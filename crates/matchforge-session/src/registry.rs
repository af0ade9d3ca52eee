//! The player registry: every live connection and its session record.
//!
//! Like the room registry, this is a plain `HashMap` with no locking. It
//! is owned by the single coordinator task and never shared.

use std::collections::HashMap;

use matchforge_protocol::{ConnectionId, Outbound, RoomId};
use serde_json::Value;

use crate::{Player, PlayerSender, SessionConfig, SessionError, sanitize_name};

/// Maps each live connection to its [`Player`].
#[derive(Debug)]
pub struct PlayerRegistry {
    players: HashMap<ConnectionId, Player>,
    config: SessionConfig,
}

impl PlayerRegistry {
    /// Creates an empty registry.
    pub fn new(config: SessionConfig) -> Self {
        Self {
            players: HashMap::new(),
            config,
        }
    }

    /// Input limits in effect.
    pub fn config(&self) -> &SessionConfig {
        &self.config
    }

    /// Registers a freshly accepted connection with the default name and no room.
    pub fn register(
        &mut self,
        connection_id: ConnectionId,
        sender: PlayerSender,
    ) -> Result<&Player, SessionError> {
        if self.players.contains_key(&connection_id) {
            return Err(SessionError::AlreadyRegistered(connection_id));
        }
        let player = self
            .players
            .entry(connection_id)
            .or_insert_with(|| Player::new(connection_id, sender));
        tracing::debug!(%connection_id, "player registered");
        Ok(player)
    }

    /// Sanitizes and applies a display name. Unknown connections are ignored.
    ///
    /// Returns the name that was stored.
    pub fn set_name(
        &mut self,
        connection_id: ConnectionId,
        raw: Option<&Value>,
    ) -> Option<&str> {
        let max_len = self.config.max_name_len;
        let player = self.players.get_mut(&connection_id)?;
        player.display_name = sanitize_name(raw, max_len);
        Some(&player.display_name)
    }

    /// Records which room a player sits in (or `None` after leaving).
    pub fn set_room(
        &mut self,
        connection_id: ConnectionId,
        room: Option<RoomId>,
    ) -> Result<(), SessionError> {
        let player = self
            .players
            .get_mut(&connection_id)
            .ok_or(SessionError::NotFound(connection_id))?;
        player.current_room = room;
        Ok(())
    }

    /// Clears a player's seat and returns the room it was in.
    ///
    /// `None` if the player sat nowhere or is not registered.
    pub fn vacate(&mut self, connection_id: ConnectionId) -> Option<RoomId> {
        self.players.get_mut(&connection_id)?.current_room.take()
    }

    /// Removes a player record.
    ///
    /// The player must already have been taken out of their room, so no
    /// record anywhere is left pointing at a stale seat.
    pub fn unregister(
        &mut self,
        connection_id: ConnectionId,
    ) -> Result<Player, SessionError> {
        let player = self
            .players
            .get(&connection_id)
            .ok_or(SessionError::NotFound(connection_id))?;
        if let Some(room_id) = &player.current_room {
            return Err(SessionError::StillInRoom(connection_id, room_id.clone()));
        }
        let player = self
            .players
            .remove(&connection_id)
            .ok_or(SessionError::NotFound(connection_id))?;
        tracing::debug!(%connection_id, "player unregistered");
        Ok(player)
    }

    /// Queues a frame for one connection. Unknown connections are ignored.
    pub fn send(&self, connection_id: ConnectionId, frame: Outbound) {
        if let Some(player) = self.players.get(&connection_id) {
            player.send(frame);
        }
    }

    pub fn get(&self, connection_id: &ConnectionId) -> Option<&Player> {
        self.players.get(connection_id)
    }

    pub fn iter(&self) -> impl Iterator<Item = &Player> {
        self.players.values()
    }

    pub fn len(&self) -> usize {
        self.players.len()
    }

    pub fn is_empty(&self) -> bool {
        self.players.is_empty()
    }
}

impl Default for PlayerRegistry {
    fn default() -> Self {
        Self::new(SessionConfig::default())
    }
}

#[cfg(test)]
mod tests {
    use matchforge_protocol::ServerEvent;
    use serde_json::json;
    use tokio::sync::mpsc;

    use super::*;
    use crate::DEFAULT_NAME;

    fn cid(id: u64) -> ConnectionId {
        ConnectionId::new(id)
    }

    fn dummy_sender() -> PlayerSender {
        mpsc::unbounded_channel().0
    }

    #[test]
    fn test_register_creates_default_record() {
        let mut reg = PlayerRegistry::default();
        let player = reg.register(cid(1), dummy_sender()).unwrap();

        assert_eq!(player.connection_id, cid(1));
        assert_eq!(player.display_name, DEFAULT_NAME);
        assert!(player.current_room.is_none());
        assert_eq!(reg.len(), 1);
    }

    #[test]
    fn test_register_twice_is_rejected() {
        let mut reg = PlayerRegistry::default();
        reg.register(cid(1), dummy_sender()).unwrap();

        let result = reg.register(cid(1), dummy_sender());
        assert!(matches!(result, Err(SessionError::AlreadyRegistered(c)) if c == cid(1)));
    }

    #[test]
    fn test_set_name_sanitizes() {
        let mut reg = PlayerRegistry::default();
        reg.register(cid(1), dummy_sender()).unwrap();

        let stored = reg.set_name(cid(1), Some(&json!("  R0b<script>  "))).map(str::to_string);
        assert_eq!(stored.as_deref(), Some("R0bscript"));
        assert_eq!(reg.get(&cid(1)).unwrap().display_name, "R0bscript");
    }

    #[test]
    fn test_set_name_respects_configured_length() {
        let mut reg = PlayerRegistry::new(SessionConfig {
            max_name_len: 4,
            ..SessionConfig::default()
        });
        reg.register(cid(1), dummy_sender()).unwrap();
        reg.set_name(cid(1), Some(&json!("abcdefgh")));
        assert_eq!(reg.get(&cid(1)).unwrap().display_name, "abcd");
    }

    #[test]
    fn test_set_name_unknown_connection_is_noop() {
        let mut reg = PlayerRegistry::default();
        assert!(reg.set_name(cid(9), Some(&json!("ghost"))).is_none());
        assert!(reg.is_empty());
    }

    #[test]
    fn test_unregister_requires_leaving_room_first() {
        let mut reg = PlayerRegistry::default();
        reg.register(cid(1), dummy_sender()).unwrap();
        reg.set_room(cid(1), Some(RoomId::new("abc123"))).unwrap();

        let result = reg.unregister(cid(1));
        assert!(matches!(result, Err(SessionError::StillInRoom(..))));

        reg.set_room(cid(1), None).unwrap();
        let player = reg.unregister(cid(1)).unwrap();
        assert_eq!(player.connection_id, cid(1));
        assert!(reg.get(&cid(1)).is_none());
    }

    #[test]
    fn test_vacate_returns_the_room_once() {
        let mut reg = PlayerRegistry::default();
        reg.register(cid(1), dummy_sender()).unwrap();
        reg.set_room(cid(1), Some(RoomId::new("abc123"))).unwrap();

        assert_eq!(reg.vacate(cid(1)), Some(RoomId::new("abc123")));
        assert!(reg.get(&cid(1)).unwrap().current_room.is_none());
        assert_eq!(reg.vacate(cid(1)), None);
        assert_eq!(reg.vacate(cid(9)), None);
    }

    #[test]
    fn test_unregister_unknown_is_not_found() {
        let mut reg = PlayerRegistry::default();
        assert!(matches!(reg.unregister(cid(3)), Err(SessionError::NotFound(_))));
    }

    #[test]
    fn test_send_reaches_player_channel() {
        let mut reg = PlayerRegistry::default();
        let (tx, mut rx) = mpsc::unbounded_channel();
        reg.register(cid(1), tx).unwrap();

        reg.send(
            cid(1),
            Outbound::event(ServerEvent::Error {
                message: "Not in a room.".into(),
            }),
        );

        let frame = rx.try_recv().unwrap();
        assert!(matches!(frame.event, ServerEvent::Error { .. }));
    }

    #[test]
    fn test_send_to_dropped_receiver_does_not_panic() {
        let mut reg = PlayerRegistry::default();
        reg.register(cid(1), dummy_sender()).unwrap();
        reg.send(
            cid(1),
            Outbound::event(ServerEvent::Connected {
                connection_id: cid(1),
            }),
        );
    }
}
++++++++++
## Your assignment:
Write the data out once more. Keep every word the same.

## Task answer:
filename crates/matchforge-session/src/registry.rs
repository af0ade9d3ca52eee
//! The player registry: every live connection and its session record.
//!
//! Like the room registry, this is a plain `HashMap` with no locking. It
//! is owned by the single coordinator task and never shared.

use std::collections::HashMap;

use matchforge_protocol::{ConnectionId, Outbound, RoomId};
use serde_json::Value;

use crate::{Player, PlayerSender, SessionConfig, SessionError, sanitize_name};

/// Maps each live connection to its [`Player`].
#[derive(Debug)]
pub struct PlayerRegistry {
    players: HashMap<ConnectionId, Player>,
    config: SessionConfig,
}

impl PlayerRegistry {
    /// Creates an empty registry.
    pub fn new(config: SessionConfig) -> Self {
        Self {
            players: HashMap::new(),
            config,
        }
    }

    /// Input limits in effect.
    pub fn config(&self) -> &SessionConfig {
        &self.config
    }

    /// Registers a freshly accepted connection with the default name and no room.
    pub fn register(
        &mut self,
        connection_id: ConnectionId,
        sender: PlayerSender,
    ) -> Result<&Player, SessionError> {
        if self.players.contains_key(&connection_id) {
            return Err(SessionError::AlreadyRegistered(connection_id));
        }
        let player = self
            .players
            .entry(connection_id)
            .or_insert_with(|| Player::new(connection_id, sender));
        tracing::debug!(%connection_id, "player registered");
        Ok(player)
    }

    /// Sanitizes and applies a display name. Unknown connections are ignored.
    ///
    /// Returns the name that was stored.
    pub fn set_name(
        &mut self,
        connection_id: ConnectionId,
        raw: Option<&Value>,
    ) -> Option<&str> {
        let max_len = self.config.max_name_len;
        let player = self.players.get_mut(&connection_id)?;
        player.display_name = sanitize_name(raw, max_len);
        Some(&player.display_name)
    }

    /// Records which room a player sits in (or `None` after leaving).
    pub fn set_room(
        &mut self,
        connection_id: ConnectionId,
        room: Option<RoomId>,
    ) -> Result<(), SessionError> {
        let player = self
            .players
            .get_mut(&connection_id)
            .ok_or(SessionError::NotFound(connection_id))?;
        player.current_room = room;
        Ok(())
    }

    /// Clears a player's seat and returns the room it was in.
    ///
    /// `None` if the player sat nowhere or is not registered.
    pub fn vacate(&mut self, connection_id: ConnectionId) -> Option<RoomId> {
        self.players.get_mut(&connection_id)?.current_room.take()
    }

    /// Removes a player record.
    ///
    /// The player must already have been taken out of their room, so no
    /// record anywhere is left pointing at a stale seat.
    pub fn unregister(
        &mut self,
        connection_id: ConnectionId,
    ) -> Result<Player, SessionError> {
        let player = self
            .players
            .get(&connection_id)
            .ok_or(SessionError::NotFound(connection_id))?;
        if let Some(room_id) = &player.current_room {
            return Err(SessionError::StillInRoom(connection_id, room_id.clone()));
        }
        let player = self
            .players
            .remove(&connection_id)
            .ok_or(SessionError::NotFound(connection_id))?;
        tracing::debug!(%connection_id, "player unregistered");
        Ok(player)
    }

    /// Queues a frame for one connection. Unknown connections are ignored.
    pub fn send(&self, connection_id: ConnectionId, frame: Outbound) {
        if let Some(player) = self.players.get(&connection_id) {
            player.send(frame);
        }
    }

    pub fn get(&self, connection_id: &ConnectionId) -> Option<&Player> {
        self.players.get(connection_id)
    }

    pub fn iter(&self) -> impl Iterator<Item = &Player> {
        self.players.values()
    }

    pub fn len(&self) -> usize {
        self.players.len()
    }

    pub fn is_empty(&self) -> bool {
        self.players.is_empty()
    }
}

impl Default for PlayerRegistry {
    fn default() -> Self {
        Self::new(SessionConfig::default())
    }
}

#[cfg(test)]
mod tests {
    use matchforge_protocol::ServerEvent;
    use serde_json::json;
    use tokio::sync::mpsc;

    use super::*;
    use crate::DEFAULT_NAME;

    fn cid(id: u64) -> ConnectionId {
        ConnectionId::new(id)
    }

    fn dummy_sender() -> PlayerSender {
        mpsc::unbounded_channel().0
    }

    #[test]
    fn test_register_creates_default_record() {
        let mut reg = PlayerRegistry::default();
        let player = reg.register(cid(1), dummy_sender()).unwrap();

        assert_eq!(player.connection_id, cid(1));
        assert_eq!(player.display_name, DEFAULT_NAME);
        assert!(player.current_room.is_none());
        assert_eq!(reg.len(), 1);
    }

    #[test]
    fn test_register_twice_is_rejected() {
        let mut reg = PlayerRegistry::default();
        reg.register(cid(1), dummy_sender()).unwrap();

        let result = reg.register(cid(1), dummy_sender());
        assert!(matches!(result, Err(SessionError::AlreadyRegistered(c)) if c == cid(1)));
    }

    #[test]
    fn test_set_name_sanitizes() {
        let mut reg = PlayerRegistry::default();
        reg.register(cid(1), dummy_sender()).unwrap();

        let stored = reg.set_name(cid(1), Some(&json!("  R0b<script>  "))).map(str::to_string);
        assert_eq!(stored.as_deref(), Some("R0bscript"));
        assert_eq!(reg.get(&cid(1)).unwrap().display_name, "R0bscript");
    }

    #[test]
    fn test_set_name_respects_configured_length() {
        let mut reg = PlayerRegistry::new(SessionConfig {
            max_name_len: 4,
            ..SessionConfig::default()
        });
        reg.register(cid(1), dummy_sender()).unwrap();
        reg.set_name(cid(1), Some(&json!("abcdefgh")));
        assert_eq!(reg.get(&cid(1)).unwrap().display_name, "abcd");
    }

    #[test]
    fn test_set_name_unknown_connection_is_noop() {
        let mut reg = PlayerRegistry::default();
        assert!(reg.set_name(cid(9), Some(&json!("ghost"))).is_none());
        assert!(reg.is_empty());
    }

    #[test]
    fn test_unregister_requires_leaving_room_first() {
        let mut reg = PlayerRegistry::default();
        reg.register(cid(1), dummy_sender()).unwrap();
        reg.set_room(cid(1), Some(RoomId::new("abc123"))).unwrap();

        let result = reg.unregister(cid(1));
        assert!(matches!(result, Err(SessionError::StillInRoom(..))));

        reg.set_room(cid(1), None).unwrap();
        let player = reg.unregister(cid(1)).unwrap();
        assert_eq!(player.connection_id, cid(1));
        assert!(reg.get(&cid(1)).is_none());
    }

    #[test]
    fn test_vacate_returns_the_room_once() {
        let mut reg = PlayerRegistry::default();
        reg.register(cid(1), dummy_sender()).unwrap();
        reg.set_room(cid(1), Some(RoomId::new("abc123"))).unwrap();

        assert_eq!(reg.vacate(cid(1)), Some(RoomId::new("abc123")));
        assert!(reg.get(&cid(1)).unwrap().current_room.is_none());
        assert_eq!(reg.vacate(cid(1)), None);
        assert_eq!(reg.vacate(cid(9)), None);
    }

    #[test]
    fn test_unregister_unknown_is_not_found() {
        let mut reg = PlayerRegistry::default();
        assert!(matches!(reg.unregister(cid(3)), Err(SessionError::NotFound(_))));
    }

    #[test]
    fn test_send_reaches_player_channel() {
        let mut reg = PlayerRegistry::default();
        let (tx, mut rx) = mpsc::unbounded_channel();
        reg.register(cid(1), tx).unwrap();

        reg.send(
            cid(1),
            Outbound::event(ServerEvent::Error {
                message: "Not in a room.".into(),
            }),
        );

        let frame = rx.try_recv().unwrap();
        assert!(matches!(frame.event, ServerEvent::Error { .. }));
    }

    #[test]
    fn test_send_to_dropped_receiver_does_not_panic() {
        let mut reg = PlayerRegistry::default();
        reg.register(cid(1), dummy_sender()).unwrap();
        reg.send(
            cid(1),
            Outbound::event(ServerEvent::Connected {
                connection_id: cid(1),
            }),
        );
    }
}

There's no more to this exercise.